Kirk was another student who’d been involved with the development of the newspaper. He was tall and had strawberry blonde hair. He was popular at school and in the West Vancouver Boy’s and Girl’s Band where he played saxophone and I played trumpet. In both contexts, I felt I invisible next to the gleaming lighthouse of Kirk’s self-confidence — confidence that I felt exceeded its merits.
Mr. Dickson explained that he felt that one of us should be the representative of the newspaper at the evening assembly and make a small speech. He asked both of us if we were interested and Kirk immediately volunteered himself.
“What do you think of that idea, Chris?”
“Okay,” I said.
Hurting over my acquiescence on my way home after school, I lost all my pride and enthusiasm for the day. And what was worse, I knew that for the rest of my life my crippling shyness would prevent me from competing with the Kirks of the world. In my diary I wrote; “I have seen my future. It is second place.” It was 1958.
In 1981 I devised a scenario for a play. I invited two star actors, Tom and Nicky, to perform in it; I produced and stage-managed it. When it came time to publicize it, Tom, said, “Wouldn’t it be smart to sell the show as written and performed my be and Nicky?” And I said, “Okay.”
It got a rave review in the renowned New York entertainment newspaper, Variety — that’s as close as I got to Broadway. I have kept that review and it means a great deal to me. My name, of course, is nowhere in it.
In 2105 at age 67, another star actor, Warren, was hired to be in an autobiographical play I wrote.

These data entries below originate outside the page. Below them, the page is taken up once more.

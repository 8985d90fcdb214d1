//! Error taxonomy for graph and cluster analysis

use thiserror::Error;

/// Errors raised by the analysis core
#[derive(Debug, Clone, PartialEq, Error)]
pub enum AnalysisError {
    /// A protein referenced in a query is not part of the interaction graph
    #[error("unknown protein '{0}'")]
    UnknownProtein(String),

    /// A cluster member could not be found while inducing its subgraph
    #[error("cluster member '{0}' is missing from the interaction graph")]
    MissingProtein(String),

    /// A cluster lists the same protein more than once
    #[error("protein '{0}' appears more than once in the cluster")]
    DuplicateProtein(String),

    /// An edge record with an invalid or conflicting weight
    #[error("malformed edge {a} - {b}: {reason}")]
    MalformedEdge {
        a: String,
        b: String,
        reason: String,
    },

    /// A component labeling used with a subgraph it was not computed for
    #[error("labeling covers {labeled} positions but the cluster has {size}")]
    LabelingMismatch { labeled: usize, size: usize },

    /// A protein belongs to two clusters while disjoint clusters are required
    #[error("protein '{protein}' belongs to clusters {first} and {second}")]
    OverlappingClusters {
        protein: String,
        first: String,
        second: String,
    },
}

pub type AnalysisResult<T> = std::result::Result<T, AnalysisError>;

He thought the play should become a movie. So, under his tutelage, I wrote a screenplay and he sold it to Brad, a producer, who proposed that I be billed as its writer and Warren as an executive producer.
"I don't wanna be an executive producer," Warren said.
"What do you want to be?" Brad asked him.
“What do you think of that, Chris?”
“Okay,” I said.
Warren’s last name begins with “K;” mine, with an “L” — second place again. But I like life in fame’s shade, far from Broadway.